There are no additional costs to the public to implement this program.  However, there is a benefit to the public. Maintaining employment and attending treatment programs is a critical part of the recovery process. The DAR program concentrates on the long term recovery of defendants where they will not be returned to the road until their driving course is complete and the court receives verifiable results from a health professional certifying the person is in recovery, attending all required treatment, including a 12 step program, and on the way to being a responsible driver. In many circumstances, driving again will not be achieved in one or two visits to traffic court, but requires several updates on their recovery/reintegration status. Defendants restored privilege to drive will be linked to continued cooperation with the Traffic Court and treatment.

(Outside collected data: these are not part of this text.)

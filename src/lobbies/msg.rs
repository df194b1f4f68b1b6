use axum::{debug_handler, extract::{Path, Query, State}, http::StatusCode, Json};
use serde::Deserialize;

use crate::{
    db::LobbyId,
    machine::{LobbyMachine, Paging},
    session::CurrentUser,
    views::MessageView,
    AppResult,
};

#[derive(Debug, Deserialize)]
pub(crate) struct SendMessageRequest {
    content: String,
}

#[derive(Debug, Deserialize)]
pub(crate) struct HistoryQuery {
    page: Option<u32>,
    limit: Option<u32>,
}

#[debug_handler(state = crate::AppState)]
pub(crate) async fn post_message(
    State(machine): State<LobbyMachine>,
    CurrentUser(user_id): CurrentUser,
    Path(lobby_id): Path<LobbyId>,
    Json(SendMessageRequest { content }): Json<SendMessageRequest>,
) -> AppResult<(StatusCode, Json<MessageView>)> {
    let message = machine.post_message(user_id, lobby_id, &content).await?;
    Ok((StatusCode::CREATED, Json(message)))
}

#[debug_handler(state = crate::AppState)]
pub(crate) async fn list_messages(
    State(machine): State<LobbyMachine>,
    CurrentUser(user_id): CurrentUser,
    Path(lobby_id): Path<LobbyId>,
    Query(HistoryQuery { page, limit }): Query<HistoryQuery>,
) -> AppResult<Json<Vec<MessageView>>> {
    let messages = machine.messages(user_id, lobby_id, Paging::new(page, limit, 50, 200)).await?;
    Ok(Json(messages))
}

Last year, County Executive Bellone and the Suffolk County Traffic and Parking Violation Agency announced the first-in-the-nation Suffolk County Youth Traffic Court  to help drivers ages 18 and under avoid license suspensions. Youth Traffic Court provides safe driving education, protections from unsafe driving habits commonly associated with new drivers, and drastically reduces the likelihood that a young drivers becomes a repeat offender. The program has been overwhelmingly successful and less than 1% of the participants have returned with new violations after completing the Youth Traffic Court program to date.